== Segment start ==

#[cfg(test)]
mod tests {
    use super::*;
    use crate::platform::pal::MockPlatform;

    fn linux() -> MockPlatform {
        let mock = MockPlatform::new(Flavor::Linux);
        mock.set_mounts(vec![
            MountEntry::new("/", "rootfs", "rootfs"),
            MountEntry::new("/", "/dev/mapper/root", "ext4"),
            MountEntry::new("/tmp", "tmpfs", "tmpfs"),
            MountEntry::new("/mnt/fuse", "/dev/fuse", "fuse.sshfs"),
            MountEntry::new("/mnt/nfs", "server:/export", "nfs4"),
            MountEntry::new("/mnt/share", "//server/share", "cifs"),
            MountEntry::new("/tank/home", "tank/home", "zfs"),
        ]);
        mock.set_real_path("/dev/mapper/root", "/dev/dm-0");
        mock
    }

    #[test]
    fn linux_block_device_uses_real_path_basename() {
        let mock = linux();
        let resolved = DeviceResolver::new(&mock)
            .resolve("/", MatchBy::Mountpoint)
            .expect("resolve /");
        assert_eq!(resolved.kind, ActivityProbeKind::Block);
        assert_eq!(resolved.canonical_key, "dm-0");
        assert_eq!(resolved.device, "/dev/mapper/root");
    }

    #[test]
    fn linux_network_and_pool_keys() {
        let mock = linux();
        let resolver = DeviceResolver::new(&mock);
        let nfs = resolver.resolve("/mnt/nfs", MatchBy::Mountpoint).expect("nfs");
        assert_eq!(nfs.kind, ActivityProbeKind::Nfs);
        assert_eq!(nfs.canonical_key, "server:/export");

        let cifs = resolver.resolve("/mnt/share", MatchBy::Mountpoint).expect("cifs");
        assert_eq!(cifs.kind, ActivityProbeKind::Cifs);
        assert_eq!(cifs.canonical_key, "\\\\server\\share");

        let zfs = resolver.resolve("/tank/home", MatchBy::Mountpoint).expect("zfs");
        assert_eq!(zfs.kind, ActivityProbeKind::Zfs);
        assert_eq!(zfs.canonical_key, "tank");
    }

    #[test]
    fn virtual_sources_are_unsupported_not_errors() {
        let mock = linux();
        let resolver = DeviceResolver::new(&mock);
        let tmp = resolver.resolve("/tmp", MatchBy::Mountpoint).expect("tmpfs");
        assert_eq!(tmp.kind, ActivityProbeKind::Unsupported);
        assert_eq!(tmp.unsupported, Some(UnsupportedReason::Virtual));

        // /dev/fuse is not seeded, so its real path does not exist.
        let fuse = resolver.resolve("/mnt/fuse", MatchBy::Mountpoint).expect("fuse");
        assert_eq!(fuse.unsupported, Some(UnsupportedReason::Virtual));

        mock.fail_real_path("/dev/fuse", io::ErrorKind::NotADirectory);
        let fuse = resolver.resolve("/mnt/fuse", MatchBy::Mountpoint).expect("fuse");
        assert_eq!(fuse.unsupported, Some(UnsupportedReason::Virtual));
    }

    #[test]
    fn other_real_path_failures_are_resolution_errors() {
        let mock = linux();
        mock.fail_real_path("/dev/mapper/root", io::ErrorKind::PermissionDenied);
        let err = DeviceResolver::new(&mock)
            .resolve("/", MatchBy::Mountpoint)
            .expect_err("EACCES");
        assert_eq!(err.code(), "FSM-2003");
    }

    #[test]
    fn missing_mountpoint_is_not_found() {
        let mock = linux();
        let err = DeviceResolver::new(&mock)
            .resolve("/data", MatchBy::Mountpoint)
            .expect_err("absent");
        assert_eq!(err.code(), "FSM-2002");
    }

    #[test]
    fn rootfs_is_skipped_even_when_first() {
        let mock = linux();
        let resolved = DeviceResolver::new(&mock)
            .resolve("/", MatchBy::Mountpoint)
            .expect("resolve /");
        assert_ne!(resolved.fs_type, "rootfs");
    }

    #[test]
    fn device_matching_follows_symlinks() {
        let mock = linux();
        let resolver = DeviceResolver::new(&mock);
        let by_source = resolver
            .resolve("/dev/mapper/root", MatchBy::Device)
            .expect("source match");
        assert_eq!(by_source.mountpoint, Path::new("/"));
        let by_real = resolver.resolve("/dev/dm-0", MatchBy::Device).expect("real match");
        assert_eq!(by_real.mountpoint, Path::new("/"));

        mock.set_real_path("/dev/disk/by-label/root", "/dev/dm-0");
        assert_eq!(
            resolver
                .mountpoint_for_device("/dev/disk/by-label/root")
                .expect("alias"),
            PathBuf::from("/")
        );
        assert!(resolver.mountpoint_for_device("/dev/sdz").is_err());
    }

    #[test]
    fn resolution_is_idempotent_for_unchanged_table() {
        let mock = linux();
        let resolver = DeviceResolver::new(&mock);
        let first = resolver.resolve("/", MatchBy::Mountpoint).expect("first");
        let second = resolver.resolve("/", MatchBy::Mountpoint).expect("second");
        assert_eq!(first, second);
    }

    const PATH_TO_INST: &str = "#\tCaution! This file contains critical kernel state\n\
        \"/pci@0,0/pci15ad,1976@10/sd@0,0\" 0 \"sd\"\n\
        \"/pci@0,0/pci-ide@7,1/ide@0/cmdk@0,0\" 1 \"cmdk\"\n";

    fn solaris() -> MockPlatform {
        let mock = MockPlatform::new(Flavor::Solaris);
        mock.set_mounts(vec![
            MountEntry::new("/", "/dev/dsk/c0t0d0s0", "ufs"),
            MountEntry::new("/export", "/dev/dsk/c1d0s7", "ufs"),
            MountEntry::new("/net/a", "fileserver:/vol/a", "nfs").with_options(&["vers=3", "dev=5200001"]),
            MountEntry::new("/net/b", "fileserver:/vol/b", "nfs")
                .with_options(&["dev=12300000004"]),
            MountEntry::new("/rpool", "rpool", "zfs"),
            MountEntry::new("/odd", "/dev/dsk/c9t9d9s9", "ufs"),
        ]);
        mock.set_real_path("/dev/dsk/c0t0d0s0", "/devices/pci@0,0/pci15ad,1976@10/sd@0,0:a");
        mock.set_real_path("/dev/dsk/c1d0s7", "/devices/pci@0,0/pci-ide@7,1/ide@0/cmdk@0,0:h");
        mock.set_real_path("/dev/dsk/c9t9d9s9", "/dev/odd/thing");
        mock.set_file("/etc/path_to_inst", PATH_TO_INST);
        mock
    }

    #[test]
    fn solaris_block_devices_use_path_to_inst() {
        let mock = solaris();
        let resolver = DeviceResolver::new(&mock);
        let sd = resolver.resolve("/", MatchBy::Mountpoint).expect("sd");
        assert_eq!(sd.kind, ActivityProbeKind::Block);
        assert_eq!(sd.canonical_key, "sd0,a");
        assert_eq!(
            sd.kstat,
            Some(KstatName {
                module: "sd".to_string(),
                instance: 0,
                name: "sd0,a".to_string(),
            })
        );

        let cmdk = resolver.resolve("/export", MatchBy::Mountpoint).expect("cmdk");
        assert_eq!(cmdk.canonical_key, "cmdk1");
    }

    #[test]
    fn solaris_nfs_minor_from_dev_option() {
        let mock = solaris();
        let resolver = DeviceResolver::new(&mock);
        let nfs = resolver.resolve("/net/a", MatchBy::Mountpoint).expect("nfs");
        assert_eq!(nfs.canonical_key, "nfs1");
        assert_eq!(nfs.kstat.as_ref().map(|k| k.instance), Some(1));

        let wide = resolver.resolve("/net/b", MatchBy::Mountpoint).expect("nfs64");
        assert_eq!(wide.canonical_key, "nfs4");
    }

    #[test]
    fn solaris_zfs_and_invalid_devices() {
        let mock = solaris();
        let resolver = DeviceResolver::new(&mock);
        let zfs = resolver.resolve("/rpool", MatchBy::Mountpoint).expect("zfs");
        assert_eq!(zfs.kstat.as_ref().map(|k| k.module.as_str()), Some("zfs"));

        let odd = resolver.resolve("/odd", MatchBy::Mountpoint).expect("odd");
        assert_eq!(odd.kind, ActivityProbeKind::Unsupported);
        assert_eq!(odd.unsupported, Some(UnsupportedReason::NoActivitySource));
    }

    #[test]
    fn darwin_and_freebsd_block_keys() {
        let mac = MockPlatform::new(Flavor::Darwin);
        mac.set_mounts(vec![
            MountEntry::new("/", "/dev/disk3s1s1", "apfs"),
            MountEntry::new("/Volumes/USB", "/dev/disk4s1", "msdos"),
            MountEntry::new("/Volumes/nas", "nas:/share", "nfs"),
        ]);
        mac.set_real_path("/dev/disk3s1s1", "/dev/disk3s1s1");
        mac.set_real_path("/dev/disk4s1", "/dev/disk4s1");
        let resolver = DeviceResolver::new(&mac);
        let root = resolver.resolve("/", MatchBy::Mountpoint).expect("apfs");
        assert_eq!(root.kind, ActivityProbeKind::Registry);
        assert_eq!(root.canonical_key, "disk3");
        for unsupported in ["/Volumes/USB", "/Volumes/nas"] {
            let resolved = resolver.resolve(unsupported, MatchBy::Mountpoint).expect("resolves");
            assert_eq!(resolved.kind, ActivityProbeKind::Unsupported);
        }

        let bsd = MockPlatform::new(Flavor::FreeBsd);
        bsd.set_mounts(vec![
            MountEntry::new("/", "/dev/ada0p2", "ufs"),
            MountEntry::new("/zroot", "zroot", "zfs"),
        ]);
        bsd.set_real_path("/dev/ada0p2", "/dev/ada0p2");
        let resolver = DeviceResolver::new(&bsd);
        assert_eq!(
            resolver.resolve("/", MatchBy::Mountpoint).expect("ufs").canonical_key,
            "ada0"
        );
        assert_eq!(
            resolver.resolve("/zroot", MatchBy::Mountpoint).expect("zfs").kind,
            ActivityProbeKind::Unsupported
        );
    }

    #[test]
    fn netbsd_and_openbsd_resolve_without_activity_source() {
        for flavor in [Flavor::NetBsd, Flavor::OpenBsd] {
            let bsd = MockPlatform::new(flavor);
            bsd.set_mounts(vec![
                MountEntry::new("/", "/dev/wd0a", "ffs"),
                MountEntry::new("/tmp", "mfs:123", "mfs"),
                MountEntry::new("/home", "nas:/home", "nfs"),
            ]);
            bsd.set_real_path("/dev/wd0a", "/dev/wd0a");
            let resolver = DeviceResolver::new(&bsd);

            let root = resolver.resolve("/", MatchBy::Mountpoint).expect("ffs");
            assert_eq!(root.kind, ActivityProbeKind::Unsupported, "{flavor:?}");
            assert_eq!(root.unsupported, Some(UnsupportedReason::NoActivitySource));
            assert_eq!(root.device, "/dev/wd0a");
            let tmp = resolver.resolve("/tmp", MatchBy::Mountpoint).expect("mfs");
            assert_eq!(tmp.unsupported, Some(UnsupportedReason::Virtual));
            let home = resolver.resolve("/home", MatchBy::Mountpoint).expect("nfs");
            assert_eq!(home.unsupported, Some(UnsupportedReason::NoActivitySource));
            assert_eq!(
                resolver.mountpoint_for_device("/dev/wd0a").expect("by device"),
                PathBuf::from("/")
            );
        }
    }

    #[test]
    fn hpux_resolves_every_filesystem_without_activity_source() {
        let hpux = MockPlatform::new(Flavor::HpUx);
        hpux.set_mounts(vec![
            MountEntry::new("/", "/dev/vg00/lvol3", "vxfs"),
            MountEntry::new("/net/a", "fileserver:/vol/a", "nfs"),
        ]);
        hpux.set_real_path("/dev/vg00/lvol3", "/dev/vg00/lvol3");
        let resolver = DeviceResolver::new(&hpux);
        for mountpoint in ["/", "/net/a"] {
            let resolved = resolver.resolve(mountpoint, MatchBy::Mountpoint).expect("resolves");
            assert_eq!(resolved.kind, ActivityProbeKind::Unsupported);
            assert_eq!(resolved.unsupported, Some(UnsupportedReason::NoActivitySource));
        }
        let by_device = resolver
            .resolve("/dev/vg00/lvol3", MatchBy::Device)
            .expect("device match");
        assert_eq!(by_device.mountpoint, Path::new("/"));
    }

    #[test]
    fn minor_and_whole_disk_helpers() {
        assert_eq!(solaris_minor("5200001"), Some(1));
        assert_eq!(solaris_minor("zz"), None);
        assert_eq!(whole_disk("disk12s3", "disk"), Some("disk12".to_string()));
        assert_eq!(whole_disk("da0", "da"), Some("da0".to_string()));
        assert_eq!(whole_disk("diskless", "disk"), None);
        assert_eq!(whole_disk("ada0p2", ""), None);
    }
}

== Segment end ==

▸ **Work request**
Every line that contains the string "mapper" should be copied from the records.

▸ **Result**
            MountEntry::new("/", "/dev/mapper/root", "ext4"),
        mock.set_real_path("/dev/mapper/root", "/dev/dm-0");
        assert_eq!(resolved.device, "/dev/mapper/root");
        mock.fail_real_path("/dev/mapper/root", io::ErrorKind::PermissionDenied);
            .resolve("/dev/mapper/root", MatchBy::Device)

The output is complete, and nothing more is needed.